EXCERPTED DATA:
- - - - - - -

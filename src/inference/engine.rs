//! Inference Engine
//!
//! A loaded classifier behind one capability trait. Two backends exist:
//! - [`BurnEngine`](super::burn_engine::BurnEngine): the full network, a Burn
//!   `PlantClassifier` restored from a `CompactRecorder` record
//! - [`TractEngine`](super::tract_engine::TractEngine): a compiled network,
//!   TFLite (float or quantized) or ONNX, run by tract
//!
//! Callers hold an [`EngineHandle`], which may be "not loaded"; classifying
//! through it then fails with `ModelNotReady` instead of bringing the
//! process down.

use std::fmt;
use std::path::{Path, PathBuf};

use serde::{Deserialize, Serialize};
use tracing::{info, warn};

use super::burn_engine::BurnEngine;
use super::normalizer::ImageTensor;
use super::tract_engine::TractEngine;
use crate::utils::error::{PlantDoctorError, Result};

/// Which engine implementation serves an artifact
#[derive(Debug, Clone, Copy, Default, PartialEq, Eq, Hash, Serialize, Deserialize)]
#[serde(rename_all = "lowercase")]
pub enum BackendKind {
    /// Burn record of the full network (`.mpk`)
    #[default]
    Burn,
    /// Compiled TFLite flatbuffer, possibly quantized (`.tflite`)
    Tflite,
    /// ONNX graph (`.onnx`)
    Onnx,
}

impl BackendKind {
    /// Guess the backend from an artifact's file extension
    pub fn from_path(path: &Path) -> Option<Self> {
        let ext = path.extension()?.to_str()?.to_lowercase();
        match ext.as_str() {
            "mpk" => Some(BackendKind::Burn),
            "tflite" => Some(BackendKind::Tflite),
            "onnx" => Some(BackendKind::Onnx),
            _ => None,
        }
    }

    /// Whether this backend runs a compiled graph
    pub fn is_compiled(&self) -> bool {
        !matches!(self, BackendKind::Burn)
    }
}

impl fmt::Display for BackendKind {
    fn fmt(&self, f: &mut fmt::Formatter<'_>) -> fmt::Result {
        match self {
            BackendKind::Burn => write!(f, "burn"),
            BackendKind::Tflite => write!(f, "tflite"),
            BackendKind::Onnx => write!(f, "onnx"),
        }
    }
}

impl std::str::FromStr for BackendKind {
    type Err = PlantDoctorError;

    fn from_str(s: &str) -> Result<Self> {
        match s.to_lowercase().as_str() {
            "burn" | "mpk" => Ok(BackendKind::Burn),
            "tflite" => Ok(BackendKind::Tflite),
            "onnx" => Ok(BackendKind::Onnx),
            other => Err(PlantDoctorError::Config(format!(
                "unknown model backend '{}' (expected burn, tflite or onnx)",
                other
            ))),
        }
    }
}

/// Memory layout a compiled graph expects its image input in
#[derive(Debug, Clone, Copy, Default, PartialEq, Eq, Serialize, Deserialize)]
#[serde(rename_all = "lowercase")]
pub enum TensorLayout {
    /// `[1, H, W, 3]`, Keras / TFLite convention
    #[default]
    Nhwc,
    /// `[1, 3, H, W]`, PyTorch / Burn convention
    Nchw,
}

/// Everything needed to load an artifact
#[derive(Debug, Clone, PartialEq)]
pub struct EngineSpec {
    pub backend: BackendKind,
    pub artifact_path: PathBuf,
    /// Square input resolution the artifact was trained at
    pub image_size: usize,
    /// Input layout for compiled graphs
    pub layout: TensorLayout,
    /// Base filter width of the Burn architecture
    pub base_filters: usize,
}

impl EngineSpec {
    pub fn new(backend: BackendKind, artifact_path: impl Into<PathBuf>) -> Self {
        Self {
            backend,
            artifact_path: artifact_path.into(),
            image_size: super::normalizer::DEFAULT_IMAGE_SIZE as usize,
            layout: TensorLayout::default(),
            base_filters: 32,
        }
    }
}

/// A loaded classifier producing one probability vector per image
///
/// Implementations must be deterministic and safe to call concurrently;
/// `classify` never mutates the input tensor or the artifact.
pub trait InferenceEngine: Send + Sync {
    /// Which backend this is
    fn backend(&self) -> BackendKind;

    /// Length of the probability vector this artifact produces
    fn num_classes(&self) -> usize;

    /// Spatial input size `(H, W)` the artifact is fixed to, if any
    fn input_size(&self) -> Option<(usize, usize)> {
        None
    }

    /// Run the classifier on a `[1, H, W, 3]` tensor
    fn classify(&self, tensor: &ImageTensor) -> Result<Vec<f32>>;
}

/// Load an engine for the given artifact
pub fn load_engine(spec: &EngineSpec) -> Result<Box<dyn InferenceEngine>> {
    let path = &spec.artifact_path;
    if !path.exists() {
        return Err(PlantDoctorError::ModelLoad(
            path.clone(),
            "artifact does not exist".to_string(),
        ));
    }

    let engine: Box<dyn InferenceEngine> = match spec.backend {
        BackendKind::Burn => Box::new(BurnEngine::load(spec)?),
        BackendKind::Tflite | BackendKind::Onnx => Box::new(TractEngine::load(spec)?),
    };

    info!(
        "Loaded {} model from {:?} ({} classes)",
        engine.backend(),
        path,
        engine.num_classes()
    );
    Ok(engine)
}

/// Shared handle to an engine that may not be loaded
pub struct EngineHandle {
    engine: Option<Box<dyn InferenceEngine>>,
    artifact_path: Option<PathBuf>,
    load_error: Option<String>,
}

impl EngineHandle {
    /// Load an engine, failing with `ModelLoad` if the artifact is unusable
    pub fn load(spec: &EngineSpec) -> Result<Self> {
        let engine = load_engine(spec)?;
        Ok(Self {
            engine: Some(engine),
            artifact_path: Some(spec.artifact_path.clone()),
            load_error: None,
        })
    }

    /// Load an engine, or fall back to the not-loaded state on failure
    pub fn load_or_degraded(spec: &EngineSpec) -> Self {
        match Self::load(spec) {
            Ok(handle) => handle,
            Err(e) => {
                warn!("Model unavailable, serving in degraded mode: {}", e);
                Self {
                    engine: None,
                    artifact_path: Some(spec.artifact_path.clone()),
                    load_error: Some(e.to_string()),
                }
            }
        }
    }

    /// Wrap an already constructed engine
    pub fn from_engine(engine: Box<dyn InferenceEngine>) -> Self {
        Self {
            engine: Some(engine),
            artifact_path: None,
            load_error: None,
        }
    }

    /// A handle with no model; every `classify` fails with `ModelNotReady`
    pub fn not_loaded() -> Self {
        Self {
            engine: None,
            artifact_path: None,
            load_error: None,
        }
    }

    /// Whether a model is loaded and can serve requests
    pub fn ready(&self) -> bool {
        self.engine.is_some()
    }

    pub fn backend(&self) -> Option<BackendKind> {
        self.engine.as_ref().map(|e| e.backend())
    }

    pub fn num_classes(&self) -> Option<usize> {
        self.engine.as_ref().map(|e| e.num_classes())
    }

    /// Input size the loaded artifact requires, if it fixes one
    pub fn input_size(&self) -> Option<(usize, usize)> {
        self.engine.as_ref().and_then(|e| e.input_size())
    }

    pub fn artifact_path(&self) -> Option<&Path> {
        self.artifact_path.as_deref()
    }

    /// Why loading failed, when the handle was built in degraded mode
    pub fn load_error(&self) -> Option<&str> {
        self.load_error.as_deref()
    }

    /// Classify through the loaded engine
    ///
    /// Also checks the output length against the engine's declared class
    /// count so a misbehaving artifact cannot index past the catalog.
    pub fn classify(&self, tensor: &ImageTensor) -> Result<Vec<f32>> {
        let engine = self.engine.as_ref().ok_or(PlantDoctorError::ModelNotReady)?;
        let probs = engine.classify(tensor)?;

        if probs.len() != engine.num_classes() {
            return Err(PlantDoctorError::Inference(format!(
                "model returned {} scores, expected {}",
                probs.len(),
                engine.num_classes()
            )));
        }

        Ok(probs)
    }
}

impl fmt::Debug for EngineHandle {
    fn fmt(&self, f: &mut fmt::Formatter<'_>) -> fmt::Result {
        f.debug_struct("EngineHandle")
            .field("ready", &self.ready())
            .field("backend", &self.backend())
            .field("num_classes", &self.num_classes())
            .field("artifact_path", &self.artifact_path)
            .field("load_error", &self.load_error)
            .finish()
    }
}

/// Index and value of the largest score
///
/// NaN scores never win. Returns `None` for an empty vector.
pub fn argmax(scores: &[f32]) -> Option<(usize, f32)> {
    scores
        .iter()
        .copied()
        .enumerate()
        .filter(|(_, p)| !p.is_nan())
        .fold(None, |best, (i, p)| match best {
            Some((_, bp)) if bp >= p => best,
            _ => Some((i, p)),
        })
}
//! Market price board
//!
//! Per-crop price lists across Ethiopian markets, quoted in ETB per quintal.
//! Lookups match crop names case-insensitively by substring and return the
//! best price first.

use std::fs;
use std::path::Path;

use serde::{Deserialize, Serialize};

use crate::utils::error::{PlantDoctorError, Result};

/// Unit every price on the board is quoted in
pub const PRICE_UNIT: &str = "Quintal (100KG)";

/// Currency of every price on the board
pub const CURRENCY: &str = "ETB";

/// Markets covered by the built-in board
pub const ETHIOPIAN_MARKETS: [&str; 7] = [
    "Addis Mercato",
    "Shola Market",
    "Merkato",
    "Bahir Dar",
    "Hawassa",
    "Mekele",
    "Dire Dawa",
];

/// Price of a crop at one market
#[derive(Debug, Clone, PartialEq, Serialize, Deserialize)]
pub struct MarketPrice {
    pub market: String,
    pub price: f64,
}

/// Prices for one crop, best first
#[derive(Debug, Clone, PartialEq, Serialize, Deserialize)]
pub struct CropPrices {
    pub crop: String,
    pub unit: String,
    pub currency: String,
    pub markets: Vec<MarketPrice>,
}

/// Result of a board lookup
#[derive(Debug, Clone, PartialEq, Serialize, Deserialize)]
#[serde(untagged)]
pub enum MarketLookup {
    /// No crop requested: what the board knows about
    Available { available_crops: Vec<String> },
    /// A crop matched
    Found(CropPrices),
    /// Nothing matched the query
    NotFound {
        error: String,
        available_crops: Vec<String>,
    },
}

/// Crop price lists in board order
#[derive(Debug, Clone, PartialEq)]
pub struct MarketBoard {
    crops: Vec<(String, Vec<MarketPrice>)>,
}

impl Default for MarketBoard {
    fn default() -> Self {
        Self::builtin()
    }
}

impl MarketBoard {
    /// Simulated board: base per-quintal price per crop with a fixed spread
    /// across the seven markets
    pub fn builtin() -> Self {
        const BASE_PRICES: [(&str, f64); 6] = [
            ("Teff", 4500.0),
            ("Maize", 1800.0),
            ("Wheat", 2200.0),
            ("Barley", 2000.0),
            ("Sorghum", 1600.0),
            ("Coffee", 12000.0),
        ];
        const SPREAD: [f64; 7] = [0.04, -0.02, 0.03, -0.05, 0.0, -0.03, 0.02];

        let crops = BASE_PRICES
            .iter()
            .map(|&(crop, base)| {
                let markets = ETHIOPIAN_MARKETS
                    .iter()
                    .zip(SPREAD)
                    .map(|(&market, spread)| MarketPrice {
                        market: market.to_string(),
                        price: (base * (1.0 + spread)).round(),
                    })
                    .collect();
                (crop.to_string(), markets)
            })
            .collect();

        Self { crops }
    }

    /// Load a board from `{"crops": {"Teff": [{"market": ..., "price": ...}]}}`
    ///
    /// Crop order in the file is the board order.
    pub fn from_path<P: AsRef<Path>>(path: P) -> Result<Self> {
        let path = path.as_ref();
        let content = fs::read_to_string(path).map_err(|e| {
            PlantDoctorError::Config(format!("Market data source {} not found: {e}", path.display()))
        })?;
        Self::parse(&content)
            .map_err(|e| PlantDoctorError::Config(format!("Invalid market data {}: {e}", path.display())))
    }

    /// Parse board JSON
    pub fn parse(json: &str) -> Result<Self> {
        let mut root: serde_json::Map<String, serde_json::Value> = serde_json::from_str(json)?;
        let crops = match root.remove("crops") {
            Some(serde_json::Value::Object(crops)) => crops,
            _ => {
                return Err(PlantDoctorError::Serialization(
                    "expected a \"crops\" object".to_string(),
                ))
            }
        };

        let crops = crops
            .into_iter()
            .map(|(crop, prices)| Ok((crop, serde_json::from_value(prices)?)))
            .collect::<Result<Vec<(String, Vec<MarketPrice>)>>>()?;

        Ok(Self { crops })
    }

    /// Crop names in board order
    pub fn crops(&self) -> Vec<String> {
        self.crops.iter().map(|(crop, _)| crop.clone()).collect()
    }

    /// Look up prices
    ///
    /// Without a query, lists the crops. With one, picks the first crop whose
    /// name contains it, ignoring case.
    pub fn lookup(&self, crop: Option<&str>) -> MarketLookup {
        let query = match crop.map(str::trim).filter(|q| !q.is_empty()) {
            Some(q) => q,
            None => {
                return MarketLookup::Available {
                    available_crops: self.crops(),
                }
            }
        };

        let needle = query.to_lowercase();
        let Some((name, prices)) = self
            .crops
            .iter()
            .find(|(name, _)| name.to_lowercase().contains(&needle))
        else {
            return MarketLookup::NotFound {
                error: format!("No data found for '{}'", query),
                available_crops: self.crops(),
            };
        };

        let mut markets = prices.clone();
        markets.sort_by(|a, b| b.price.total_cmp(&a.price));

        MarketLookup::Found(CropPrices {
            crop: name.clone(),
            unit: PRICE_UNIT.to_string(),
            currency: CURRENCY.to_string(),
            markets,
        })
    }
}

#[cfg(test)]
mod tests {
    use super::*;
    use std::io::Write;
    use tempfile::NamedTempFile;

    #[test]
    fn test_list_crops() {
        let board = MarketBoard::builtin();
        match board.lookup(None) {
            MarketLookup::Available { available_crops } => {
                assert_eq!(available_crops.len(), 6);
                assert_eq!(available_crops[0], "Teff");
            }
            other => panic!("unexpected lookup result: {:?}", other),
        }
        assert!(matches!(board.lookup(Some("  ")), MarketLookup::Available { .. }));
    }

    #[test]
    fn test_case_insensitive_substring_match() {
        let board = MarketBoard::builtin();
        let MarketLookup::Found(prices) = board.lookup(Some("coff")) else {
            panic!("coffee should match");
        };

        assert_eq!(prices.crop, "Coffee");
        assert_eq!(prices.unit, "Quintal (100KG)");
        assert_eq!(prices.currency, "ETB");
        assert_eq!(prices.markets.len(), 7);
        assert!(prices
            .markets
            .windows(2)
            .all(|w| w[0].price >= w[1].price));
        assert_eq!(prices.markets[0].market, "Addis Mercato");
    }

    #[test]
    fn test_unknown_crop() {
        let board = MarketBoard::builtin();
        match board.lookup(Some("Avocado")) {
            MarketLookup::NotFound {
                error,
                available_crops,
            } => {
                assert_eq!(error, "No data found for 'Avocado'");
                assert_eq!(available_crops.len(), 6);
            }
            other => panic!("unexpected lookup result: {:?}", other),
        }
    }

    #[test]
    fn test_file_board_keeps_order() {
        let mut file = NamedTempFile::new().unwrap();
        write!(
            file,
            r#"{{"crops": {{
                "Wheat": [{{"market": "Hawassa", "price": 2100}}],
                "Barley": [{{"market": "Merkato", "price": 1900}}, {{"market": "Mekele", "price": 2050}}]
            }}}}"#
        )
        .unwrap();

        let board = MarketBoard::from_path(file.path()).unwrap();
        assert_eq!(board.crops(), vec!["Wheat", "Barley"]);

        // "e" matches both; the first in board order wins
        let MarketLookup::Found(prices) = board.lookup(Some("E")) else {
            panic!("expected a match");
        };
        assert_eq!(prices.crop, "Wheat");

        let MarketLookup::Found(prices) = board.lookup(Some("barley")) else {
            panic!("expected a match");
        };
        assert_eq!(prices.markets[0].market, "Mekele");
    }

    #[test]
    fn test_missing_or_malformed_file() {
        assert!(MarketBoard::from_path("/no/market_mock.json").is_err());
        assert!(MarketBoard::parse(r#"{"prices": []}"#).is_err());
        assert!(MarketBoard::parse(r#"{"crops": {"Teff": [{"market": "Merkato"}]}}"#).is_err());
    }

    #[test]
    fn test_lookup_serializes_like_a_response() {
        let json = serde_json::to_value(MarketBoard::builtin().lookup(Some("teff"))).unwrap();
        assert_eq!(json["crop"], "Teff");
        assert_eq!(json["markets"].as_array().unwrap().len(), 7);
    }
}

- - - - - - -

THE TASK:
Only the lines from the first one of the listing up to and including the line where "use std::fmt;" appears are wanted, reproduced exactly.

WRITTEN RESPONSE:
filename src/inference/engine.rs
//! Inference Engine
//!
//! A loaded classifier behind one capability trait. Two backends exist:
//! - [`BurnEngine`](super::burn_engine::BurnEngine): the full network, a Burn
//!   `PlantClassifier` restored from a `CompactRecorder` record
//! - [`TractEngine`](super::tract_engine::TractEngine): a compiled network,
//!   TFLite (float or quantized) or ONNX, run by tract
//!
//! Callers hold an [`EngineHandle`], which may be "not loaded"; classifying
//! through it then fails with `ModelNotReady` instead of bringing the
//! process down.

use std::fmt;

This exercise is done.